◆ TASK STATEMENT:
Only a number is wanted: the count of lines in this listing that contain "crate".

◆ LISTED ENTRIES:
#[cfg(test)]
mod tests {
    use super::*;
    use crate::decimal::Rate;
    use crate::interest::DayCountConvention;
    use crate::types::RateType;
    use chrono::NaiveDate;
    use pretty_assertions::assert_eq;
    use rust_decimal::Decimal;
    use rust_decimal_macros::dec;

    fn date(y: i32, m: u32, d: u32) -> NaiveDate {
        NaiveDate::from_ymd_opt(y, m, d).unwrap()
    }

    fn scenario_config() -> LoanConfiguration {
        LoanConfiguration::builder()
            .principal(Money::from_major(300_000))
            .fixed_rate(Rate::from_percent(dec!(3.5)))
            .start_date(date(2024, 1, 1))
            .tenure_years(25)
            .build()
            .unwrap()
    }

    fn scenario_payments() -> Vec<PaymentRecord> {
        vec![
            PaymentRecord::new(date(2024, 12, 16), Money::from_str_exact("2350.98").unwrap()),
            PaymentRecord::new(date(2025, 1, 2), Money::from_str_exact("1691.02").unwrap()),
        ]
    }

    fn short_config(principal: i64, percent: Decimal) -> LoanConfiguration {
        LoanConfiguration::builder()
            .principal(Money::from_major(principal))
            .fixed_rate(Rate::from_percent(percent))
            .start_date(date(2024, 1, 1))
            .tenure_years(1)
            .build()
            .unwrap()
    }

    #[test]
    fn test_scenario_payment_dates() {
        let config = scenario_config();
        let schedule = DailyBalanceEngine::compute(&config, &scenario_payments()).unwrap();
        let baseline = DailyBalanceEngine::baseline(&config).unwrap();

        // balance drops across each payment date
        let balance_on = |d: NaiveDate| schedule.balance_on(d).unwrap();
        assert!(balance_on(date(2024, 12, 16)) < balance_on(date(2024, 12, 15)));
        assert!(balance_on(date(2025, 1, 2)) < balance_on(date(2025, 1, 1)));

        // and stays below the interest-only trajectory afterwards
        for d in [date(2024, 12, 16), date(2025, 1, 1), date(2025, 1, 2), date(2030, 6, 1)] {
            assert!(schedule.balance_on(d).unwrap() < baseline.balance_on(d).unwrap());
        }

        // 02/01/2025 = 01/01/2025 + one day's interest - 1691.02
        let accrual = AccrualEngine::new(DayCountConvention::Actual365);
        let previous = schedule.balance_on(date(2025, 1, 1)).unwrap();
        let interest =
            accrual.daily_interest(previous, Rate::from_percent(dec!(3.5)), date(2025, 1, 2));
        let expected = previous + interest - Money::from_str_exact("1691.02").unwrap();
        assert_eq!(schedule.balance_on(date(2025, 1, 2)).unwrap(), expected);

        let entry = schedule.entry_on(date(2025, 1, 2)).unwrap();
        assert_eq!(entry.opening_balance, previous);
        assert_eq!(entry.interest, interest);
        assert!(entry.has_payment());
    }

    #[test]
    fn test_one_entry_per_day() {
        let schedule =
            DailyBalanceEngine::compute(&scenario_config(), &scenario_payments()).unwrap();

        // 25 years from 2024 include 7 leap days, both ends inclusive
        assert_eq!(schedule.len(), 25 * 365 + 7 + 1);
        assert_eq!(schedule.entries()[0].date, date(2024, 1, 1));
        assert_eq!(schedule.end_date(), date(2049, 1, 1));

        for pair in schedule.entries().windows(2) {
            assert_eq!(pair[0].date.succ_opt().unwrap(), pair[1].date);
            assert_eq!(pair[0].balance, pair[1].opening_balance);
        }
    }

    #[test]
    fn test_determinism() {
        let config = scenario_config();
        let first = DailyBalanceEngine::compute(&config, &scenario_payments()).unwrap();
        let second = DailyBalanceEngine::compute(&config, &scenario_payments()).unwrap();

        assert_eq!(first.entries(), second.entries());
        assert_eq!(first.summary(), second.summary());
    }

    #[test]
    fn test_baseline_compounds_daily() {
        let config = short_config(10_000, dec!(5));
        let schedule = DailyBalanceEngine::baseline(&config).unwrap();
        let daily_rate = dec!(0.05) / dec!(365);

        // day index i (start date = 0) has accrued i + 1 days
        let mut factor = Decimal::ONE;
        for entry in schedule.entries() {
            factor *= Decimal::ONE + daily_rate;
            let expected = dec!(10000) * factor;
            let diff = (entry.balance.as_decimal() - expected).abs();
            assert!(diff < dec!(0.0001), "{}: {} vs {}", entry.date, entry.balance, expected);
        }

        assert!(!schedule.is_paid_off());
        assert_eq!(schedule.len(), 367);
    }

    #[test]
    fn test_balance_never_negative() {
        let config = short_config(5_000, dec!(4));
        let payments: Vec<PaymentRecord> = (1..=12)
            .map(|m| PaymentRecord::new(date(2024, m, 1), Money::from_major(800)))
            .collect();

        let schedule = DailyBalanceEngine::compute(&config, &payments).unwrap();
        assert!(schedule.entries().iter().all(|e| !e.balance.is_negative()));
        assert!(schedule.is_paid_off());
        assert_eq!(schedule.payoff_date(), Some(date(2024, 7, 1)));
        // payments after payoff are not applied
        assert_eq!(schedule.unapplied_payments().len(), 5);
    }

    #[test]
    fn test_full_overpayment_terminates_same_day() {
        let config = short_config(1_000, dec!(5));
        let payments = vec![
            PaymentRecord::new(date(2024, 1, 10), Money::from_major(5_000)),
            PaymentRecord::new(date(2024, 2, 1), Money::from_major(100)),
        ];

        let schedule = DailyBalanceEngine::compute(&config, &payments).unwrap();
        let last = schedule.entries().last().unwrap();

        assert_eq!(last.date, date(2024, 1, 10));
        assert_eq!(last.balance, Money::ZERO);
        assert_eq!(schedule.len(), 10);
        assert_eq!(schedule.payoff_date(), Some(date(2024, 1, 10)));

        let owed = last.opening_balance + last.interest;
        assert_eq!(schedule.absorbed_excess(), Money::from_major(5_000) - owed);
        assert!(schedule.events().iter().any(|e| matches!(e, Event::OverpaymentAbsorbed { .. })));
        assert!(schedule.events().iter().any(|e| matches!(e, Event::PaymentIgnored { .. })));
    }

    #[test]
    fn test_exact_payoff() {
        let config = short_config(1_000, dec!(0));
        let payments = vec![PaymentRecord::new(date(2024, 1, 1), Money::from_major(1_000))];

        let schedule = DailyBalanceEngine::compute(&config, &payments).unwrap();
        assert_eq!(schedule.len(), 1);
        assert_eq!(schedule.final_balance(), Money::ZERO);
        assert_eq!(schedule.absorbed_excess(), Money::ZERO);
        assert_eq!(schedule.payoff_date(), Some(date(2024, 1, 1)));
    }

    #[test]
    fn test_same_day_payments_apply_in_order() {
        let config = short_config(10_000, dec!(3));
        let payments = vec![
            PaymentRecord::new(date(2024, 3, 1), Money::from_major(700)),
            PaymentRecord::new(date(2024, 3, 1), Money::from_major(300)),
        ];

        let schedule = DailyBalanceEngine::compute(&config, &payments).unwrap();
        let entry = schedule.entry_on(date(2024, 3, 1)).unwrap();
        assert_eq!(entry.payment, Money::from_major(1_000));

        let applied: Vec<Money> = schedule
            .events()
            .iter()
            .filter_map(|e| match e {
                Event::PaymentApplied { amount, .. } => Some(*amount),
                _ => None,
            })
            .collect();
        assert_eq!(applied, vec![Money::from_major(700), Money::from_major(300)]);
    }

    #[test]
    fn test_invalid_configuration_rejected() {
        let mut config = scenario_config();
        config.principal = Money::from_major(-1);
        let result = DailyBalanceEngine::compute(&config, &[]);
        assert!(matches!(result, Err(MortgageError::InvalidConfiguration { .. })));

        let mut config = scenario_config();
        config.tenure_years = 0;
        let result = DailyBalanceEngine::compute(&config, &[]);
        assert!(matches!(result, Err(MortgageError::InvalidConfiguration { .. })));

        let mut config = scenario_config();
        config.fixed_rate = None;
        let result = DailyBalanceEngine::compute(&config, &[]);
        assert!(matches!(result, Err(MortgageError::InvalidConfiguration { .. })));
    }

    #[test]
    fn test_payment_before_start_rejected() {
        let payments = vec![PaymentRecord::new(date(2023, 12, 31), Money::from_major(100))];
        let result = DailyBalanceEngine::compute(&scenario_config(), &payments);
        assert!(matches!(result, Err(MortgageError::InvalidPaymentSchedule { .. })));
    }

    #[test]
    fn test_fixed_to_variable_switch() {
        let config = LoanConfiguration::builder()
            .principal(Money::from_major(100_000))
            .fixed_rate(Rate::from_percent(dec!(2)))
            .variable_rate(Rate::from_percent(dec!(5)))
            .fixed_tenure_years(1)
            .start_date(date(2024, 1, 1))
            .tenure_years(2)
            .build()
            .unwrap();

        let schedule = DailyBalanceEngine::baseline(&config).unwrap();
        let before = schedule.entry_on(date(2024, 12, 31)).unwrap();
        let after = schedule.entry_on(date(2025, 1, 1)).unwrap();

        assert_eq!(before.rate_type, RateType::Fixed);
        assert_eq!(after.rate_type, RateType::Variable);
        assert!(after.interest > before.interest);

        let changes: Vec<&Event> = schedule
            .events()
            .iter()
            .filter(|e| matches!(e, Event::RateChanged { .. }))
            .collect();
        assert_eq!(changes.len(), 1);
        assert_eq!(changes[0].date(), date(2025, 1, 1));
    }

    #[test]
    fn test_tenure_end_leaves_balance() {
        let config = short_config(10_000, dec!(5));
        let payments = vec![
            PaymentRecord::new(date(2024, 6, 1), Money::from_major(500)),
            PaymentRecord::new(date(2025, 6, 1), Money::from_major(500)),
        ];

        let schedule = DailyBalanceEngine::compute(&config, &payments).unwrap();
        assert_eq!(schedule.end_date(), date(2025, 1, 1));
        assert!(schedule.final_balance().is_positive());
        assert_eq!(schedule.unapplied_payments().len(), 1);
        assert!(schedule.events().iter().any(|e| matches!(e, Event::TenureEnded { .. })));
    }

    #[test]
    fn test_comparison_against_baseline() {
        let config = scenario_config();
        let schedule = DailyBalanceEngine::compute(&config, &scenario_payments()).unwrap();
        let baseline = DailyBalanceEngine::baseline(&config).unwrap();

        let comparison = schedule.compare(&baseline);
        assert!(comparison.interest_saved.is_positive());
        assert!(comparison.balance_reduction.is_positive());
        assert_eq!(comparison.days_saved, 0);
        assert_eq!(comparison.payoff_date, None);

        let summary = schedule.summary();
        assert_eq!(summary.total_payments, Money::from_major(4_042));
        assert_eq!(summary.total_days, schedule.len() as u32);
    }
}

◆ REPLY:
3